Car tires don’t wear out that easily and have an average lifespan of 5 years and a maximum of 10 if they’re of good quality. That being said, they are not impervious to damage. They can still get cut or punctured, or they could crack, bulge, and wear unevenly around the treads.
Damaged car tires are among the top reasons why car owners take their vehicles to auto shops for inspection. After the checkup, a mechanic might suggest to repair or replace them, depending on the condition of the tires. Thankfully, there are a few ways to tell whether you should replace or repair your tires based on the type of damage involved.
Types of Car Tire Damage
As long as there are no visible signs of damage, there’s usually no need for repairs or replacement. But if there is damage present, the affected tires have to be assessed for the following signs:
Tires can get punctured by sharp, protruding objects. Contrary to popular belief, you can still repair a punctured tire. However, the puncture has to be located in a specific area, and it has to be a certain size for repairs to be possible.
When to repair: If you have a grooved tire, a single puncture to the tread (that is, the space between the sidewalls) is repairable as long as the hole is not larger than 1/4 of an inch in diameter. If you have a slick tire, the puncture should be more than 2 inches away from the sidewall. Tires with two or more puncture holes can only be repaired if they’re 16 inches apart.
When to replace: If the puncture is too large (more than 1/4 inch), if it is located outside the safe area (such as on the sidewall or shoulder), or if there is more than one puncture, and the holes are too close together (less than 16 inches apart), then you’ll need to replace the tire.

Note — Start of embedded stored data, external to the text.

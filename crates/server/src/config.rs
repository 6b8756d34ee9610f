//! Process configuration, read from `MEDIADESK_*` environment variables.

use std::time::Duration;

use argon2::password_hash::PasswordHash;
use mediadesk_metadata::tmdb::{DEFAULT_CAST_LIMIT, DEFAULT_TIMEOUT, TmdbConfig};

use crate::auth::{AdminCredentials, AuthError};

pub const DEFAULT_DB_PATH: &str = "mediadesk.db";
pub const DEFAULT_BIND: &str = "0.0.0.0:8080";
pub const DEFAULT_ADMIN_USERNAME: &str = "admin";
const DEFAULT_ADMIN_PASSWORD: &str = "admin";

#[derive(Debug, thiserror::Error)]
pub enum ConfigError {
    #[error("{key}: {message}")]
    Invalid { key: &'static str, message: String },
}

/// Where the admin password comes from.
#[derive(Clone, PartialEq, Eq)]
pub enum AdminPassword {
    /// Argon2 PHC string, used as-is.
    Hash(String),
    /// Plaintext, hashed once at startup.
    Plain(String),
    Unset,
}

impl std::fmt::Debug for AdminPassword {
    fn fmt(&self, f: &mut std::fmt::Formatter<'_>) -> std::fmt::Result {
        f.write_str(match self {
            Self::Hash(_) => "Hash(..)",
            Self::Plain(_) => "Plain(..)",
            Self::Unset => "Unset",
        })
    }
}

#[derive(Debug, Clone)]
pub struct ServerConfig {
    pub db_path: String,
    pub bind_addr: String,
    pub admin_username: String,
    pub admin_password: AdminPassword,
    /// Metadata lookups are disabled when no API key is set.
    pub tmdb: Option<TmdbConfig>,
}

impl ServerConfig {
    pub fn from_env() -> Result<Self, ConfigError> {
        Self::from_lookup(|key| std::env::var(key).ok())
    }

    /// Build from any key lookup. Empty values count as unset.
    pub fn from_lookup(lookup: impl Fn(&str) -> Option<String>) -> Result<Self, ConfigError> {
        let get = |key: &str| {
            lookup(key)
                .map(|v| v.trim().to_string())
                .filter(|v| !v.is_empty())
        };

        let admin_password = match (
            get("MEDIADESK_ADMIN_PASSWORD_HASH"),
            get("MEDIADESK_ADMIN_PASSWORD"),
        ) {
            (Some(hash), _) => {
                PasswordHash::new(&hash).map_err(|e| ConfigError::Invalid {
                    key: "MEDIADESK_ADMIN_PASSWORD_HASH",
                    message: format!("not an argon2 PHC string: {e}"),
                })?;
                AdminPassword::Hash(hash)
            }
            (None, Some(plain)) => AdminPassword::Plain(plain),
            (None, None) => AdminPassword::Unset,
        };

        let tmdb = match get("MEDIADESK_TMDB_API_KEY") {
            Some(api_key) => {
                let mut tmdb = TmdbConfig::new(api_key);
                if let Some(base_url) = get("MEDIADESK_TMDB_BASE_URL") {
                    tmdb.base_url = base_url;
                }
                tmdb.timeout = parse_number(
                    "MEDIADESK_TMDB_TIMEOUT_SECS",
                    get("MEDIADESK_TMDB_TIMEOUT_SECS"),
                )?
                .map(Duration::from_secs)
                .unwrap_or(DEFAULT_TIMEOUT);
                tmdb.cast_limit = parse_number(
                    "MEDIADESK_TMDB_CAST_LIMIT",
                    get("MEDIADESK_TMDB_CAST_LIMIT"),
                )?
                .unwrap_or(DEFAULT_CAST_LIMIT);
                Some(tmdb)
            }
            None => None,
        };

        Ok(Self {
            db_path: get("MEDIADESK_DB").unwrap_or_else(|| DEFAULT_DB_PATH.to_string()),
            bind_addr: get("MEDIADESK_BIND").unwrap_or_else(|| DEFAULT_BIND.to_string()),
            admin_username: get("MEDIADESK_ADMIN_USERNAME")
                .unwrap_or_else(|| DEFAULT_ADMIN_USERNAME.to_string()),
            admin_password,
            tmdb,
        })
    }

    /// Resolve the admin account. Hashes a plaintext or default password.
    pub fn admin_credentials(&self) -> Result<AdminCredentials, AuthError> {
        match &self.admin_password {
            AdminPassword::Hash(hash) => {
                AdminCredentials::new(&self.admin_username, hash.as_str())
            }
            AdminPassword::Plain(plain) => {
                AdminCredentials::from_password(&self.admin_username, plain)
            }
            AdminPassword::Unset => {
                AdminCredentials::from_password(&self.admin_username, DEFAULT_ADMIN_PASSWORD)
            }
        }
    }
}

fn parse_number<T: std::str::FromStr>(
    key: &'static str,
    value: Option<String>,
) -> Result<Option<T>, ConfigError>
where
    T::Err: std::fmt::Display,
{
    value
        .map(|v| {
            v.parse().map_err(|e: T::Err| ConfigError::Invalid {
                key,
                message: format!("{v:?}: {e}"),
            })
        })
        .transpose()
}
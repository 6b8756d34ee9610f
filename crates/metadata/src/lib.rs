pub mod provider;
pub mod tmdb;

use mediadesk_core::types::CastMember;
use thiserror::Error;

#[derive(Error, Debug)]
pub enum MetadataError {
    #[error("provider error: {0}")]
    Provider(String),
    #[error("network error: {0}")]
    Network(String),
    #[error("not found")]
    NotFound,
}

/// Provider data reshaped into the local media field names, used to pre-fill
/// the admin forms.
#[derive(Debug, Clone, Default, PartialEq, serde::Serialize, serde::Deserialize)]
pub struct FetchedMedia {
    pub title: Option<String>,
    pub description: Option<String>,
    pub thumbnail: Option<String>,
    pub release_date: Option<String>,
    pub language: Option<String>,
    pub rating: Option<f64>,
    pub cast: Vec<CastMember>,
    #[serde(skip_serializing_if = "Option::is_none")]
    pub total_seasons: Option<u32>,
}
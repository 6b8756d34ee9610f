use axum::extract::State;
use axum::http::StatusCode;
use axum::routing::{get, post, put};
use axum::{Json, Router};
use mediadesk_core::error::ApiError;
use mediadesk_core::seasons::EpisodeUpsert;
use mediadesk_core::types::{Media, MediaKind, MediaRecord};
use mediadesk_db::repo::media::{self, EpisodeWrite};
use mediadesk_metadata::{FetchedMedia, MetadataError};
use serde::{Deserialize, Serialize};
use tower_http::trace::TraceLayer;
use tracing::{info, warn};

use crate::auth::AdminUser;
use crate::error::{ApiJson, ApiPath, ApiQuery, AppError};
use crate::pages;
use crate::state::AppState;

pub fn build_router(state: AppState) -> Router {
    Router::new()
        .route("/health", get(health))
        .nest("/api", public_router())
        .nest("/admin", admin_router())
        .layer(TraceLayer::new_for_http())
        .with_state(state)
}

fn public_router() -> Router<AppState> {
    Router::new()
        .route("/media", get(list_media))
        .route("/media/{id}", get(get_media))
}

fn admin_router() -> Router<AppState> {
    Router::new()
        // JSON API
        .route("/media", post(create_media))
        .route("/media/{id}", put(update_media).delete(delete_media))
        .route("/episode/{id}", post(upsert_episode))
        .route("/update_episode/{id}", post(upsert_episode))
        .route("/tmdb_fetch", post(tmdb_fetch))
        // Pages
        .route("/", get(pages::dashboard))
        .route("/add_movie", get(pages::add_movie))
        .route("/add_tv", get(pages::add_tv))
        .route("/search", get(pages::search))
        .route("/edit/{id}", get(pages::edit))
        .route("/add_episode/{id}", get(pages::add_episode))
}

// ---------------------------------------------------------------------------
// Health
// ---------------------------------------------------------------------------

#[derive(Serialize)]
struct HealthResponse {
    status: String,
}

async fn health(State(state): State<AppState>) -> Result<Json<HealthResponse>, AppError> {
    sqlx::query("SELECT 1")
        .execute(&state.db)
        .await
        .map_err(|e| ApiError::Internal(format!("database check failed: {e}")))?;

    Ok(Json(HealthResponse {
        status: "ok".to_string(),
    }))
}

// ---------------------------------------------------------------------------
// Public media API
// ---------------------------------------------------------------------------

#[derive(Deserialize)]
struct ListQuery {
    #[serde(rename = "type")]
    kind: Option<MediaKind>,
}

async fn list_media(
    State(state): State<AppState>,
    ApiQuery(query): ApiQuery<ListQuery>,
) -> Result<Json<Vec<MediaRecord>>, AppError> {
    let records = media::list_media(&state.db, query.kind).await?;
    Ok(Json(records))
}

async fn get_media(
    State(state): State<AppState>,
    ApiPath(id): ApiPath<i64>,
) -> Result<Json<MediaRecord>, AppError> {
    let record = media::get_media(&state.db, id)
        .await?
        .ok_or_else(|| ApiError::NotFound(format!("media {id} not found")))?;
    Ok(Json(record))
}

// ---------------------------------------------------------------------------
// Admin media API
// ---------------------------------------------------------------------------

async fn create_media(
    admin: AdminUser,
    State(state): State<AppState>,
    ApiJson(body): ApiJson<Media>,
) -> Result<(StatusCode, Json<MediaRecord>), AppError> {
    let body = body.normalize()?;
    let record = media::insert_media(&state.db, &body).await?;

    info!(
        media_id = record.id,
        kind = %body.kind(),
        admin = %admin.username,
        "media created"
    );
    Ok((StatusCode::CREATED, Json(record)))
}

async fn update_media(
    admin: AdminUser,
    State(state): State<AppState>,
    ApiPath(id): ApiPath<i64>,
    ApiJson(body): ApiJson<Media>,
) -> Result<Json<MediaRecord>, AppError> {
    let body = body.normalize()?;
    let record = media::update_media(&state.db, id, &body)
        .await?
        .ok_or_else(|| ApiError::NotFound(format!("media {id} not found")))?;

    info!(media_id = id, admin = %admin.username, "media updated");
    Ok(Json(record))
}

#[derive(Serialize)]
struct DeleteResponse {
    deleted: bool,
}

async fn delete_media(
    admin: AdminUser,
    State(state): State<AppState>,
    ApiPath(id): ApiPath<i64>,
) -> Result<Json<DeleteResponse>, AppError> {
    if !media::delete_media(&state.db, id).await? {
        return Err(ApiError::NotFound(format!("media {id} not found")).into());
    }

    info!(media_id = id, admin = %admin.username, "media deleted");
    Ok(Json(DeleteResponse { deleted: true }))
}

async fn upsert_episode(
    _admin: AdminUser,
    State(state): State<AppState>,
    ApiPath(id): ApiPath<i64>,
    ApiJson(body): ApiJson<EpisodeUpsert>,
) -> Result<Json<EpisodeWrite>, AppError> {
    body.validate()?;
    let write = media::upsert_episode(&state.db, id, body)
        .await?
        .ok_or_else(|| ApiError::NotFound(format!("TV show {id} not found")))?;
    Ok(Json(write))
}

// ---------------------------------------------------------------------------
// Metadata lookup
// ---------------------------------------------------------------------------

/// The forms send the ID as typed, so accept both `27205` and `"27205"`.
#[derive(Deserialize)]
#[serde(untagged)]
enum ProviderId {
    Number(u64),
    Text(String),
}

impl ProviderId {
    fn into_string(self) -> String {
        match self {
            Self::Number(n) => n.to_string(),
            Self::Text(s) => s.trim().to_string(),
        }
    }
}

#[derive(Deserialize)]
struct TmdbFetchRequest {
    #[serde(default)]
    tmdb_id: Option<ProviderId>,
    #[serde(default)]
    media_type: Option<MediaKind>,
}

async fn tmdb_fetch(
    _admin: AdminUser,
    State(state): State<AppState>,
    ApiJson(body): ApiJson<TmdbFetchRequest>,
) -> Result<Json<FetchedMedia>, AppError> {
    let provider_id = body
        .tmdb_id
        .map(ProviderId::into_string)
        .filter(|id| !id.is_empty());
    let (Some(provider_id), Some(kind)) = (provider_id, body.media_type) else {
        return Err(ApiError::BadRequest("tmdb_id and media_type are required".into()).into());
    };

    let Some(provider) = state.metadata.as_ref() else {
        warn!("metadata lookup requested but no provider is configured");
        return Err(ApiError::NotFound("metadata provider not configured".into()).into());
    };

    let fetched = provider
        .fetch(&provider_id, kind)
        .await
        .map_err(|e: MetadataError| {
            warn!(
                provider = provider.name(),
                provider_id = %provider_id,
                kind = %kind,
                error = %e,
                "metadata fetch failed"
            );
            ApiError::NotFound(format!("failed to fetch from {}", provider.name()))
        })?;
    Ok(Json(fetched))
}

The tread helps you maintain control of your vehicle when you’re driving on the road. When it wears out, the tread becomes less visible and the tire loses its ability to “grip” the road. Low tread tires are considered a safety risk and have to be replaced.
Cuts and Gashes
Tires can get cut or gashed if you run over sharp-edged objects such as broken glass and potholes. This type of damage either cuts through the steel cords underneath the rubber, or they cause treads to separate. Both can weaken the tire and increases the risk for a blowout.
A tire that has cuts and gashes needs to be replaced. Patches and sealants can be used to cover them up, but only temporarily so as to prevent the tire from losing air and going flat.
Tires that have bumps in them usually have broken belts, or they may have warped from exposure to extreme heat. This type of damage makes a tire prone to blowouts, although they rarely pose any danger. Bulging tires can’t be repaired, but there’s no need to replace them immediately.
Tires are more likely to develop cracks the older they become. While seemingly harmless, a small crack may worsen over time and before you know it, you’ve got a shredded tire! Cracked tires are a tell-tale sign they should be replaced.
Most manufacturers recommend changing your tires every 10 years. Others suggest changing them every 5-6 years. Check your car manual for recommendations that are specific to your tires. In any case, old tires that are past their recommended use need replacing.